Recently I deployed a scraping docker container (called: vscode-remote-svc) together with selenium hub (called: chrome) and this bug leads to additional headaches, since the instantiation and quiting of the process sometimes leads to an error that the proxy server port is already allocated.

For instance I am using this code snippet:

self.wire_options.update({
            'auto_config': False,  # Ensure this is set to False
            'addr': '0.0.0.0',  # The address the proxy will listen on
            'port': 8087,
        })
# default values
# comment the following proxy lines of code to test without rotating proxy
if proxy is not None:
    self.wire_options.update({
        'proxy': {
            'https': self.pxy.urls['https'],
            'http': self.pxy.urls['http']
        }
    })

self.options = webdriver.ChromeOptions()
self.options.add_argument('--proxy-server=vscode-remote-svc:8087')

self.driver = webdriver.Remote(http://chrome:4444/wd/hub,
                                        options=self.options,
                                        # desired_capabilities=self.options.to_capabilities(),
                                        seleniumwire_options=self.wire_options)

self.driver.implicitly_wait(30)

self.driver.request_interceptor = self.interceptor

This works marvellously were it not for the current bug.

wkeeling commented 2 years ago

@tjhgit I've not yet been able to resolve this one.
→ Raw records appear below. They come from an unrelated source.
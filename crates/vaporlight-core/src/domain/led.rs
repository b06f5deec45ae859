//! LED addressing.
//!
//! The wire carries a 16-bit big-endian index.  The client keeps no record of
//! how many LEDs the server drives, so any index is accepted and wider
//! integers are reduced to their low 16 bits.  Whether the addressed LED
//! exists is for the server to decide.

use serde::{Deserialize, Serialize};
use tracing::debug;

/// Address of one LED in the remote array.
///
/// # Examples
///
/// ```rust
/// use vaporlight_core::LedIndex;
///
/// assert_eq!(LedIndex::from(3u16).get(), 3);
/// // Wider values keep only their low 16 bits.
/// assert_eq!(LedIndex::from(0x1_0003u32).get(), 3);
/// // Plain integer literals work too.
/// assert_eq!(LedIndex::from(7).get(), 7);
/// ```
#[derive(Debug, Clone, Copy, PartialEq, Eq, PartialOrd, Ord, Hash, Serialize, Deserialize)]
pub struct LedIndex(u16);

impl LedIndex {
    pub const fn new(index: u16) -> Self {
        Self(index)
    }

    pub const fn get(self) -> u16 {
        self.0
    }

    /// Big-endian wire representation.
    pub const fn to_be_bytes(self) -> [u8; 2] {
        self.0.to_be_bytes()
    }

    fn truncating(raw: u64) -> Self {
        let masked = (raw & 0xFFFF) as u16;
        if raw > u64::from(u16::MAX) {
            debug!(raw, masked, "LED index wider than 16 bits; keeping low bits");
        }
        Self(masked)
    }
}

impl From<u16> for LedIndex {
    fn from(index: u16) -> Self {
        Self(index)
    }
}

impl From<u8> for LedIndex {
    fn from(index: u8) -> Self {
        Self(u16::from(index))
    }
}

impl From<u32> for LedIndex {
    fn from(index: u32) -> Self {
        Self::truncating(u64::from(index))
    }
}

impl From<usize> for LedIndex {
    fn from(index: usize) -> Self {
        Self::truncating(index as u64)
    }
}

// Signed values are taken as two's complement, so `-1` addresses 0xFFFF.
impl From<i32> for LedIndex {
    fn from(index: i32) -> Self {
        Self::truncating(index as u64)
    }
}

impl From<i64> for LedIndex {
    fn from(index: i64) -> Self {
        Self::truncating(index as u64)
    }
}

impl From<LedIndex> for u16 {
    fn from(index: LedIndex) -> Self {
        index.0
    }
}

#[cfg(test)]
mod tests {
    use super::*;

    #[test]
    fn test_u16_index_is_kept_as_is() {
        assert_eq!(LedIndex::from(65535u16).get(), 65535);
        assert_eq!(LedIndex::from(0u16).get(), 0);
    }

    #[test]
    fn test_wide_index_is_masked_to_low_sixteen_bits() {
        assert_eq!(LedIndex::from(65536u32).get(), 0);
        assert_eq!(LedIndex::from(0xABCD_1234u32).get(), 0x1234);
        assert_eq!(LedIndex::from(70_000usize).get(), 4_464);
    }

    #[test]
    fn test_signed_index_keeps_low_sixteen_bits() {
        assert_eq!(LedIndex::from(3i32).get(), 3);
        assert_eq!(LedIndex::from(70_000i64).get(), 4_464);
        assert_eq!(LedIndex::from(-1i32).get(), 0xFFFF);
    }

    #[test]
    fn test_unsuffixed_literal_converts() {
        fn index(i: impl Into<LedIndex>) -> u16 {
            i.into().get()
        }
        assert_eq!(index(3), 3);
    }

    #[test]
    fn test_be_bytes_put_high_byte_first() {
        assert_eq!(LedIndex::new(0x0102).to_be_bytes(), [0x01, 0x02]);
    }
}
You can specify a proxy using Selenium directly but that mechanism doesn't support authenticated proxies, so no good if your proxy requires a username and password.

Perhaps you could try running your code above but rather than use a fixed port number, try and select a free one dynamically. That may resolve the occasional issue you see with the port being in use. For example:

import socket
from contextlib import closing

def get_free_port():
    for port in range(8087, 8187):
        with closing(socket.socket(socket.AF_INET, socket.SOCK_STREAM)) as sock:
            if sock.connect_ex(('0.0.0.0', port)) != 0:
                return port

port = get_free_port()  # Get an available port

self.wire_options.update({
            'auto_config': False,  # Ensure this is set to False
            'addr': '0.0.0.0',  # The address the proxy will listen on
            'port': port,
        })
# default values
# comment the following proxy lines of code to test without rotating proxy
if proxy is not None:
    self.wire_options.update({
        'proxy': {
            'https': self.pxy.urls['https'],
            'http': self.pxy.urls['http']
        }
    })

self.options = webdriver.ChromeOptions()
self.options.add_argument(f'--proxy-server=vscode-remote-svc:{port}')

self.driver = webdriver.Remote(http://chrome:4444/wd/hub,
                                        options=self.options,
                                        # desired_capabilities=self.options.to_capabilities(),
                                        seleniumwire_options=self.wire_options)

self.driver.implicitly_wait(30)

self.driver.request_interceptor = self.interceptor
tjhgit commented 2 years ago

@wkeeling marvellous idea - thanks so much. Now I do not get the proxy server port in use error anymore.

mikroelektro commented 2 years ago

@tjhgit thanks for the additional info.

One question: if you wait for all requests to complete before switching the proxy - e.g. add a time.sleep() before making the proxy change - do you still see the problem?

Waiting for 40 to 50s would solve the problem. The new proxy need around 50s to be effective. So it is like mitmproxy is not picking the new configuration directly after setting proxy attribut

wkeeling commented 2 years ago

A fix for this has been made in v4.6.3

vladsuxunun commented 2 years ago

I don't change api on the latest version of seleniumwire

hengzhibs commented 1 year ago

v5.1.0 has the same problem. I used v5.1.0 and had to wait a very long time for the proxy IP to change. Does anyone know how to fix this

HammadRafique29 commented 1 year ago

i Hvaing been waiting for the answer, i want to change the proxy and user agents without closing the brrowser because it takes time for restarting the browser. Is there any other option to change the proxy on different tab or on same tab but before driver.get()